Dungeons & Dragons Game Mastering World of Malune

Off the Tracks

One of the hardest parts of running a role-playing game is when the players do something completely unexpected.  This can happen for a bunch of reasons – but it always means that the game master is stuck improvising in the short term and potentially having to rethink the plot of the campaign.

In my current campaign, I had the characters targeted by assassins due to asking a few too many questions.  First, they were attacked by thugs in the city of Free Port.  Rather than investigating the attack, they fled the city and went to search for their employer’s boss.  I dropped in an NPC that suggested the player characters confront the gang’s leader, but she was ignored.  When they were unable to get an audience with upper management and attacked yet again, the characters decided to put even more space between themselves and whoever was attacking them.  They headed to a nearby port city and took the first job they could find – forcing me to quickly come up with some adventure ideas that would give them something new to do, but keep open the possibility of me getting them back into the main campaign arc.  Now rather than discovering who was trying to get them killed, the characters are busy defending a distant city from an invading army.  Hopefully, I’ll be able to lure them back to the main story I had planned.
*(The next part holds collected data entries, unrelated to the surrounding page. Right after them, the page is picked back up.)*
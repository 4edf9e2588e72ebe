// Copyright 2025 Crrow
//
// Licensed under the Apache License, Version 2.0 (the "License");
// you may not use this file except in compliance with the License.
// You may obtain a copy of the License at
//
//      http://www.apache.org/licenses/LICENSE-2.0
//
// Unless required by applicable law or agreed to in writing, software
// distributed under the License is distributed on an "AS IS" BASIS,
// WITHOUT WARRANTIES OR CONDITIONS OF ANY KIND, either express or implied.
// See the License for the specific language governing permissions and
// limitations under the License.

use std::{
    sync::{
        Arc,
        atomic::{AtomicBool, Ordering},
    },
    time::Duration,
};

use crate::{config::WaveConfig, id::WaveId};

/// Read-only view of a wave handed to every plugin hook.
#[derive(Clone)]
pub struct WaveContext {
    id:     WaveId,
    name:   Arc<str>,
    sweep:  u64,
    config: Arc<WaveConfig>,
    paused: Arc<AtomicBool>,
}

impl WaveContext {
    pub(crate) fn new(
        id: WaveId,
        name: Arc<str>,
        sweep: u64,
        config: Arc<WaveConfig>,
        paused: Arc<AtomicBool>,
    ) -> Self {
        WaveContext {
            id,
            name,
            sweep,
            config,
            paused,
        }
    }

    pub fn id(&self) -> WaveId { self.id }

    pub fn name(&self) -> &str { &self.name }

    /// One-based number of the sweep the hook belongs to. Zero for hooks
    /// fired before the first sweep began, such as `init`.
    pub fn sweep(&self) -> u64 { self.sweep }

    pub fn concurrency(&self) -> usize { self.config.concurrency() }

    pub fn items(&self) -> &[String] { self.config.items() }

    pub fn repeat(&self) -> bool { self.config.repeat() }

    pub fn wait_interval(&self) -> Duration { self.config.wait_interval() }

    /// Best-effort snapshot of the wave's paused flag.
    pub fn is_paused(&self) -> bool { self.paused.load(Ordering::Acquire) }
}

impl std::fmt::Debug for WaveContext {
    fn fmt(&self, f: &mut std::fmt::Formatter<'_>) -> std::fmt::Result {
        f.debug_struct("WaveContext")
            .field("id", &self.id)
            .field("name", &self.name)
            .field("sweep", &self.sweep)
            .field("concurrency", &self.config.concurrency())
            .field("items", &self.config.items().len())
            .finish_non_exhaustive()
    }
}
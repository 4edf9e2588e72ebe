// Copyright 2025 Crrow
//
// Licensed under the Apache License, Version 2.0 (the "License");
// you may not use this file except in compliance with the License.
// You may obtain a copy of the License at
//
//      http://www.apache.org/licenses/LICENSE-2.0
//
// Unless required by applicable law or agreed to in writing, software
// distributed under the License is distributed on an "AS IS" BASIS,
// WITHOUT WARRANTIES OR CONDITIONS OF ANY KIND, either express or implied.
// See the License for the specific language governing permissions and
// limitations under the License.

use std::sync::Arc;

use tokio::{
    runtime::Handle,
    sync::{Mutex, mpsc},
    task::JoinHandle,
};
use tokio_util::sync::CancellationToken;
use tracing::{debug, trace};

use crate::config::WaveConfig;

/// Consumer side of one sweep's work queue.
///
/// Every clone pulls from the same bounded channel, so each item reaches
/// exactly one worker. Once the feeder is done and the buffer is drained,
/// [`next`](WorkQueue::next) returns `None` immediately for every caller.
#[derive(Clone)]
pub(crate) struct WorkQueue {
    rx: Arc<Mutex<mpsc::Receiver<String>>>,
}

impl WorkQueue {
    /// Spawn a feeder that pushes the configured items in order, and return
    /// the queue together with the feeder's handle (which yields the number
    /// of items it handed over).
    ///
    /// The feeder stops early when `cancel` fires or when every consumer has
    /// been dropped, so it never outlives an abandoned sweep.
    pub(crate) fn feed(
        wave: Arc<str>,
        config: Arc<WaveConfig>,
        cancel: CancellationToken,
        handle: &Handle,
    ) -> (Self, JoinHandle<usize>) {
        let (tx, rx) = mpsc::channel(config.queue_capacity().max(1));

        let feeder = handle.spawn(async move {
            let mut fed = 0;
            for item in config.items() {
                trace!(wave = %wave, item = %item, "Sending");
                tokio::select! {
                    biased;
                    () = cancel.cancelled() => {
                        debug!(wave = %wave, fed, "Feeder cancelled");
                        break;
                    }
                    sent = tx.send(item.clone()) => {
                        if sent.is_err() {
                            debug!(wave = %wave, fed, "Feeder quitting; no consumers left");
                            break;
                        }
                    }
                }
                fed += 1;
            }
            fed
        });

        (
            WorkQueue {
                rx: Arc::new(Mutex::new(rx)),
            },
            feeder,
        )
    }

    /// Claim the next item, or `None` once the queue is exhausted.
    ///
    /// Cancel safe: dropping the future never loses an item.
    pub(crate) async fn next(&self) -> Option<String> { self.rx.lock().await.recv().await }
}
I’m also looking into ideas for how I can do a better job keeping my players on the planned campaign arc.  One change I’m strongly considering is giving out “quest cards”.  For example, when they were first attacked by thugs, I could have given them something like the following:

Thugs in Free Port

Level 3 Minor Quest

You were attacked by thugs while in the city of Free Port.  They seem to have specifically targeted you, but you’re not sure why anyone would want you dead.  You should investigate who is behind the attack.

Anyone have experience using quest cards in a game?  Did it work well?

By Scott Boehmer

A game enthusiast and software engineer.

One reply on “Off the Tracks”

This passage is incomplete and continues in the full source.